Methods:  Individuals diagnosed with ARF in FNQ between 1997 and 2017 were identified using the Queensland RHD register and public health system data.

Results:  ARF was diagnosed in 566 individuals; 320 (57%) were female, 541 (96%) identified as Indigenous Australians, and 264 (46%) lived in metropolitan areas. The median (interquartile range (IQR) age) at the initial ARF diagnosis was 12 (9-17) years; 173 (30%) were aged ≥16 years at the time of initial diagnosis. The incidence of ARF increased from 8.4/100,000/year in 1997 to 10.0/100,000/year in 2017 (p=0.02). At the end of the study period the incidence in Indigenous Australians was 55.3/100,000/year versus 0.4/100,000/year in non-Indigenous Australians (p<0.001); the incidence in rural and remote locations was 64/100,000/year compared with 4/100,000/year in metropolitan areas (p<0.001). Recurrent ARF occurred in 171 (30%), while 259 (46%) developed echocardiographically-confirmed RHD during the study period, 26 (10%) of whom required valve surgery.

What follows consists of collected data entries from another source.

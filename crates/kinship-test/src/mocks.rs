//! Mock stores for testing.

use std::collections::BTreeSet;
use std::sync::{Arc, Mutex};

use async_trait::async_trait;
use kinship_storage::{Command, KvStore, MemoryKvStore, Reply, StorageError, StorageResult};

/// A store that records every command before passing it to an in-memory
/// store.
///
/// Uses `std::sync::Mutex` internally; the lock is never held across an
/// await.
#[derive(Debug, Clone, Default)]
pub struct RecordingKvStore {
    inner: Arc<MemoryKvStore>,
    log: Arc<Mutex<Vec<Command>>>,
}

impl RecordingKvStore {
    /// Create an empty recording store.
    #[must_use]
    pub fn new() -> Self {
        Self::default()
    }

    fn record(&self, command: &Command) {
        if let Ok(mut guard) = self.log.lock() {
            guard.push(command.clone());
        }
    }

    /// Every command seen so far.
    #[must_use]
    pub fn commands(&self) -> Vec<Command> {
        self.log.lock().map(|g| g.clone()).unwrap_or_default()
    }

    /// Commands that may have changed the keyspace.
    #[must_use]
    pub fn writes(&self) -> Vec<Command> {
        self.commands()
            .into_iter()
            .filter(|c| !c.is_read_only())
            .collect()
    }

    /// Every key named by a write.
    #[must_use]
    pub fn written_keys(&self) -> BTreeSet<String> {
        self.writes()
            .iter()
            .flat_map(|c| c.keys().into_iter().map(str::to_string).collect::<Vec<_>>())
            .collect()
    }

    /// Forget every recorded command.
    pub fn clear(&self) {
        if let Ok(mut guard) = self.log.lock() {
            guard.clear();
        }
    }
}

#[async_trait]
impl KvStore for RecordingKvStore {
    async fn execute(&self, command: Command) -> StorageResult<Reply> {
        self.record(&command);
        self.inner.execute(command).await
    }

    async fn execute_pipeline(&self, commands: Vec<Command>) -> StorageResult<Vec<Reply>> {
        for command in &commands {
            self.record(command);
        }
        self.inner.execute_pipeline(commands).await
    }
}

/// A store that fails commands by name once armed.
///
/// Commands are passed through until [`fail_on`](Self::fail_on) names them;
/// after that they fail with [`StorageError::Connection`].
#[derive(Debug, Clone, Default)]
pub struct FailingKvStore {
    inner: Arc<MemoryKvStore>,
    failing: Arc<Mutex<BTreeSet<&'static str>>>,
}

impl FailingKvStore {
    /// Create a store that fails nothing yet.
    #[must_use]
    pub fn new() -> Self {
        Self::default()
    }

    /// Fail every command named `name` (e.g. `"ZREM"`).
    pub fn fail_on(&self, name: &'static str) {
        if let Ok(mut guard) = self.failing.lock() {
            guard.insert(name);
        }
    }

    /// Fail every command.
    pub fn fail_all(&self) {
        self.fail_on("*");
    }

    /// Stop failing.
    pub fn heal(&self) {
        if let Ok(mut guard) = self.failing.lock() {
            guard.clear();
        }
    }

    fn check(&self, command: &Command) -> StorageResult<()> {
        let failing = self
            .failing
            .lock()
            .map(|g| g.contains("*") || g.contains(command.name()))
            .unwrap_or(false);
        if failing {
            return Err(StorageError::Connection(format!(
                "injected failure on {}",
                command.name()
            )));
        }
        Ok(())
    }
}

#[async_trait]
impl KvStore for FailingKvStore {
    async fn execute(&self, command: Command) -> StorageResult<Reply> {
        self.check(&command)?;
        self.inner.execute(command).await
    }

    async fn execute_pipeline(&self, commands: Vec<Command>) -> StorageResult<Vec<Reply>> {
        for command in &commands {
            self.check(command)?;
        }
        self.inner.execute_pipeline(commands).await
    }
}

Appropriate secondary prophylaxis was prescribed in 549/566 (97%). The median (IQR) adherence was 45% (28-60%). Median (IQR) adherence was similar in Indigenous (45% (28-60%) and non-Indigenous individuals (46% (23-62%), p=0.92) and in metropolitan (42 (23-56%) and rural and remote settings (47% (31-62%), p=0.60). Median (IQR) adherence improved from 31% (8-46%) in 2007 to 54% (38-77%) in 2017, p=0.01), but only 8 (1.5%) received >80% of scheduled secondary prophylaxis doses in >80% of years it was prescribed.

Conclusions:  Indigenous Australians in rural and remote areas continue to bear a disproportionate burden of ARF. Adherence to secondary prophylaxis is improving but remains suboptimal. Novel strategies are necessary to improve delivery of secondary prophylaxis and reduce the burden of this preventable disease.